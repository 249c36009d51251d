//! Indentation-driven reader for block-style YAML mappings and sequences.
//!
//! Containers live in a flat arena and every open container is tracked by a
//! frame holding its node id and the column of the line that opened it. A
//! `key:` line with nothing after it opens an empty mapping; if the first
//! child line turns out to be a `- ` item, that node is overwritten with an
//! empty sequence in place, so the slot in its parent never has to be
//! revisited.

use std::io::BufRead;

use indexmap::IndexMap;

use crate::error::Error;
use crate::scalar::coerce;
use crate::value::{Mapping, Value};

/// Parse a block-style YAML document into its root mapping.
///
/// Empty input yields an empty mapping. Lines that fit neither the
/// `key: value` nor the `- item` shape are skipped.
pub fn parse_yaml(input: &str) -> Mapping {
    let mut reader = Reader::new();
    for line in input.lines() {
        reader.feed(line);
    }
    reader.finish()
}

/// Parse a YAML document from UTF-8 bytes.
pub fn parse_yaml_bytes(input: &[u8]) -> Result<Mapping, Error> {
    let text = std::str::from_utf8(input)?;
    Ok(parse_yaml(text))
}

/// Parse a YAML document from a buffered reader.
pub fn parse_yaml_reader<R: BufRead>(mut reader: R) -> Result<Mapping, Error> {
    let mut buf = Vec::new();
    reader.read_to_end(&mut buf)?;
    parse_yaml_bytes(&buf)
}

type NodeId = usize;

const ROOT: NodeId = 0;

#[derive(Debug)]
enum Slot {
    Leaf(Value),
    Node(NodeId),
}

#[derive(Debug)]
enum Container {
    Mapping(IndexMap<String, Slot>),
    Sequence(Vec<Slot>),
}

impl Container {
    fn mapping() -> Self {
        Self::Mapping(IndexMap::new())
    }
}

#[derive(Debug)]
struct Frame {
    /// Column of the line that opened the container; `None` for the root.
    indent: Option<usize>,
    node: NodeId,
    /// Mapping element most recently appended by a `- key: value` item.
    /// Only meaningful while `node` is a sequence.
    last_item: Option<NodeId>,
}

impl Frame {
    fn new(indent: usize, node: NodeId) -> Self {
        Self {
            indent: Some(indent),
            node,
            last_item: None,
        }
    }
}

#[derive(Debug, PartialEq)]
enum LineKind<'a> {
    Item(&'a str),
    Pair { key: &'a str, value: &'a str },
}

impl<'a> LineKind<'a> {
    fn classify(trimmed: &'a str) -> Option<Self> {
        if let Some(payload) = trimmed.strip_prefix("- ") {
            return Some(Self::Item(payload.trim()));
        }
        split_pair(trimmed).map(|(key, value)| Self::Pair { key, value })
    }
}

/// Split `key: value` at the first colon. The key must be non-empty.
fn split_pair(text: &str) -> Option<(&str, &str)> {
    let (key, value) = text.split_once(':')?;
    let key = key.trim();
    if key.is_empty() {
        return None;
    }
    Some((key, value.trim()))
}

struct Reader {
    nodes: Vec<Container>,
    stack: Vec<Frame>,
}

impl Reader {
    fn new() -> Self {
        Self {
            nodes: vec![Container::mapping()],
            stack: vec![Frame {
                indent: None,
                node: ROOT,
                last_item: None,
            }],
        }
    }

    fn feed(&mut self, line: &str) {
        let trimmed = line.trim();
        if trimmed.is_empty() || trimmed.starts_with('#') {
            return;
        }

        let indent = line.chars().take_while(|ch| ch.is_whitespace()).count();
        self.unwind(indent);

        match LineKind::classify(trimmed) {
            Some(LineKind::Item(payload)) => self.push_item(indent, payload),
            Some(LineKind::Pair { key, value }) => self.insert_pair(indent, key, value),
            None => {}
        }
    }

    /// Close every container opened at or beyond `indent`.
    fn unwind(&mut self, indent: usize) {
        while self.stack.len() > 1
            && self
                .stack
                .last()
                .and_then(|frame| frame.indent)
                .is_some_and(|column| column >= indent)
        {
            self.stack.pop();
        }
    }

    fn top(&mut self) -> &mut Frame {
        let last = self.stack.len() - 1;
        &mut self.stack[last]
    }

    fn alloc(&mut self, container: Container) -> NodeId {
        self.nodes.push(container);
        self.nodes.len() - 1
    }

    /// Make the top frame a sequence, promoting an empty non-root mapping.
    fn ensure_sequence(&mut self) -> bool {
        let frame = self.top();
        let (node, is_root) = (frame.node, frame.indent.is_none());
        let promotable = match &self.nodes[node] {
            Container::Sequence(_) => return true,
            Container::Mapping(map) => map.is_empty() && !is_root,
        };
        if !promotable {
            return false;
        }

        self.nodes[node] = Container::Sequence(Vec::new());
        self.top().last_item = None;
        true
    }

    fn push_item(&mut self, indent: usize, payload: &str) {
        if !self.ensure_sequence() {
            return;
        }
        let sequence = self.top().node;

        // A quoted payload is one scalar item, even when its text contains
        // `key: value` (`- "a: b"` yields the string `a: b`, not a mapping
        // with key `"a`).
        let pair = if payload.starts_with(['"', '\'']) {
            None
        } else {
            split_pair(payload)
        };

        match pair {
            Some((key, value)) => {
                let element = self.alloc(Container::mapping());
                self.append(sequence, Slot::Node(element));
                self.top().last_item = Some(element);
                self.stack.push(Frame::new(indent, element));
                // The key begins two columns after the dash.
                self.assign(element, key, value, indent + 2);
            }
            None => {
                self.append(sequence, Slot::Leaf(coerce(payload)));
                self.top().last_item = None;
            }
        }
    }

    fn insert_pair(&mut self, indent: usize, key: &str, value: &str) {
        let frame = self.top();
        let (node, last_item) = (frame.node, frame.last_item);

        let in_sequence = matches!(self.nodes[node], Container::Sequence(_));
        let target = match (in_sequence, last_item) {
            (false, _) => node,
            (true, Some(element)) => element,
            (true, None) => {
                let element = self.alloc(Container::mapping());
                self.append(node, Slot::Node(element));
                self.top().last_item = Some(element);
                element
            }
        };

        self.assign(target, key, value, indent);
    }

    /// Store `key` in the mapping `target`. An empty value opens a nested
    /// mapping whose frame sits at `child_indent`; anything else, including a
    /// lone trailing comment, is coerced as a scalar.
    fn assign(&mut self, target: NodeId, key: &str, value: &str, child_indent: usize) {
        if value.is_empty() {
            let child = self.alloc(Container::mapping());
            self.insert(target, key, Slot::Node(child));
            self.stack.push(Frame::new(child_indent, child));
        } else {
            self.insert(target, key, Slot::Leaf(coerce(value)));
        }
    }

    fn insert(&mut self, target: NodeId, key: &str, slot: Slot) {
        if let Container::Mapping(map) = &mut self.nodes[target] {
            map.insert(key.to_owned(), slot);
        }
    }

    fn append(&mut self, target: NodeId, slot: Slot) {
        if let Container::Sequence(items) = &mut self.nodes[target] {
            items.push(slot);
        }
    }

    fn finish(mut self) -> Mapping {
        match self.build(ROOT) {
            Value::Mapping(map) => map,
            _ => Mapping::new(),
        }
    }

    fn build(&mut self, node: NodeId) -> Value {
        let container = std::mem::replace(&mut self.nodes[node], Container::mapping());
        match container {
            Container::Mapping(slots) => Value::Mapping(
                slots
                    .into_iter()
                    .map(|(key, slot)| (key, self.resolve(slot)))
                    .collect(),
            ),
            Container::Sequence(slots) => {
                Value::Sequence(slots.into_iter().map(|slot| self.resolve(slot)).collect())
            }
        }
    }

    fn resolve(&mut self, slot: Slot) -> Value {
        match slot {
            Slot::Leaf(value) => value,
            Slot::Node(node) => self.build(node),
        }
    }
}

Exercise aim: Every line of the listing, first to last, should be retyped exactly.

Answer below:
repository 249c36009d51251d
//! Indentation-driven reader for block-style YAML mappings and sequences.
//!
//! Containers live in a flat arena and every open container is tracked by a
//! frame holding its node id and the column of the line that opened it. A
//! `key:` line with nothing after it opens an empty mapping; if the first
//! child line turns out to be a `- ` item, that node is overwritten with an
//! empty sequence in place, so the slot in its parent never has to be
//! revisited.

use std::io::BufRead;

use indexmap::IndexMap;

use crate::error::Error;
use crate::scalar::coerce;
use crate::value::{Mapping, Value};

/// Parse a block-style YAML document into its root mapping.
///
/// Empty input yields an empty mapping. Lines that fit neither the
/// `key: value` nor the `- item` shape are skipped.
pub fn parse_yaml(input: &str) -> Mapping {
    let mut reader = Reader::new();
    for line in input.lines() {
        reader.feed(line);
    }
    reader.finish()
}

/// Parse a YAML document from UTF-8 bytes.
pub fn parse_yaml_bytes(input: &[u8]) -> Result<Mapping, Error> {
    let text = std::str::from_utf8(input)?;
    Ok(parse_yaml(text))
}

/// Parse a YAML document from a buffered reader.
pub fn parse_yaml_reader<R: BufRead>(mut reader: R) -> Result<Mapping, Error> {
    let mut buf = Vec::new();
    reader.read_to_end(&mut buf)?;
    parse_yaml_bytes(&buf)
}

type NodeId = usize;

const ROOT: NodeId = 0;

#[derive(Debug)]
enum Slot {
    Leaf(Value),
    Node(NodeId),
}

#[derive(Debug)]
enum Container {
    Mapping(IndexMap<String, Slot>),
    Sequence(Vec<Slot>),
}

impl Container {
    fn mapping() -> Self {
        Self::Mapping(IndexMap::new())
    }
}

#[derive(Debug)]
struct Frame {
    /// Column of the line that opened the container; `None` for the root.
    indent: Option<usize>,
    node: NodeId,
    /// Mapping element most recently appended by a `- key: value` item.
    /// Only meaningful while `node` is a sequence.
    last_item: Option<NodeId>,
}

impl Frame {
    fn new(indent: usize, node: NodeId) -> Self {
        Self {
            indent: Some(indent),
            node,
            last_item: None,
        }
    }
}

#[derive(Debug, PartialEq)]
enum LineKind<'a> {
    Item(&'a str),
    Pair { key: &'a str, value: &'a str },
}

impl<'a> LineKind<'a> {
    fn classify(trimmed: &'a str) -> Option<Self> {
        if let Some(payload) = trimmed.strip_prefix("- ") {
            return Some(Self::Item(payload.trim()));
        }
        split_pair(trimmed).map(|(key, value)| Self::Pair { key, value })
    }
}

/// Split `key: value` at the first colon. The key must be non-empty.
fn split_pair(text: &str) -> Option<(&str, &str)> {
    let (key, value) = text.split_once(':')?;
    let key = key.trim();
    if key.is_empty() {
        return None;
    }
    Some((key, value.trim()))
}

struct Reader {
    nodes: Vec<Container>,
    stack: Vec<Frame>,
}

impl Reader {
    fn new() -> Self {
        Self {
            nodes: vec![Container::mapping()],
            stack: vec![Frame {
                indent: None,
                node: ROOT,
                last_item: None,
            }],
        }
    }

    fn feed(&mut self, line: &str) {
        let trimmed = line.trim();
        if trimmed.is_empty() || trimmed.starts_with('#') {
            return;
        }

        let indent = line.chars().take_while(|ch| ch.is_whitespace()).count();
        self.unwind(indent);

        match LineKind::classify(trimmed) {
            Some(LineKind::Item(payload)) => self.push_item(indent, payload),
            Some(LineKind::Pair { key, value }) => self.insert_pair(indent, key, value),
            None => {}
        }
    }

    /// Close every container opened at or beyond `indent`.
    fn unwind(&mut self, indent: usize) {
        while self.stack.len() > 1
            && self
                .stack
                .last()
                .and_then(|frame| frame.indent)
                .is_some_and(|column| column >= indent)
        {
            self.stack.pop();
        }
    }

    fn top(&mut self) -> &mut Frame {
        let last = self.stack.len() - 1;
        &mut self.stack[last]
    }

    fn alloc(&mut self, container: Container) -> NodeId {
        self.nodes.push(container);
        self.nodes.len() - 1
    }

    /// Make the top frame a sequence, promoting an empty non-root mapping.
    fn ensure_sequence(&mut self) -> bool {
        let frame = self.top();
        let (node, is_root) = (frame.node, frame.indent.is_none());
        let promotable = match &self.nodes[node] {
            Container::Sequence(_) => return true,
            Container::Mapping(map) => map.is_empty() && !is_root,
        };
        if !promotable {
            return false;
        }

        self.nodes[node] = Container::Sequence(Vec::new());
        self.top().last_item = None;
        true
    }

    fn push_item(&mut self, indent: usize, payload: &str) {
        if !self.ensure_sequence() {
            return;
        }
        let sequence = self.top().node;

        // A quoted payload is one scalar item, even when its text contains
        // `key: value` (`- "a: b"` yields the string `a: b`, not a mapping
        // with key `"a`).
        let pair = if payload.starts_with(['"', '\'']) {
            None
        } else {
            split_pair(payload)
        };

        match pair {
            Some((key, value)) => {
                let element = self.alloc(Container::mapping());
                self.append(sequence, Slot::Node(element));
                self.top().last_item = Some(element);
                self.stack.push(Frame::new(indent, element));
                // The key begins two columns after the dash.
                self.assign(element, key, value, indent + 2);
            }
            None => {
                self.append(sequence, Slot::Leaf(coerce(payload)));
                self.top().last_item = None;
            }
        }
    }

    fn insert_pair(&mut self, indent: usize, key: &str, value: &str) {
        let frame = self.top();
        let (node, last_item) = (frame.node, frame.last_item);

        let in_sequence = matches!(self.nodes[node], Container::Sequence(_));
        let target = match (in_sequence, last_item) {
            (false, _) => node,
            (true, Some(element)) => element,
            (true, None) => {
                let element = self.alloc(Container::mapping());
                self.append(node, Slot::Node(element));
                self.top().last_item = Some(element);
                element
            }
        };

        self.assign(target, key, value, indent);
    }

    /// Store `key` in the mapping `target`. An empty value opens a nested
    /// mapping whose frame sits at `child_indent`; anything else, including a
    /// lone trailing comment, is coerced as a scalar.
    fn assign(&mut self, target: NodeId, key: &str, value: &str, child_indent: usize) {
        if value.is_empty() {
            let child = self.alloc(Container::mapping());
            self.insert(target, key, Slot::Node(child));
            self.stack.push(Frame::new(child_indent, child));
        } else {
            self.insert(target, key, Slot::Leaf(coerce(value)));
        }
    }

    fn insert(&mut self, target: NodeId, key: &str, slot: Slot) {
        if let Container::Mapping(map) = &mut self.nodes[target] {
            map.insert(key.to_owned(), slot);
        }
    }

    fn append(&mut self, target: NodeId, slot: Slot) {
        if let Container::Sequence(items) = &mut self.nodes[target] {
            items.push(slot);
        }
    }

    fn finish(mut self) -> Mapping {
        match self.build(ROOT) {
            Value::Mapping(map) => map,
            _ => Mapping::new(),
        }
    }

    fn build(&mut self, node: NodeId) -> Value {
        let container = std::mem::replace(&mut self.nodes[node], Container::mapping());
        match container {
            Container::Mapping(slots) => Value::Mapping(
                slots
                    .into_iter()
                    .map(|(key, slot)| (key, self.resolve(slot)))
                    .collect(),
            ),
            Container::Sequence(slots) => {
                Value::Sequence(slots.into_iter().map(|slot| self.resolve(slot)).collect())
            }
        }
    }

    fn resolve(&mut self, slot: Slot) -> Value {
        match slot {
            Slot::Leaf(value) => value,
            Slot::Node(node) => self.build(node),
        }
    }
}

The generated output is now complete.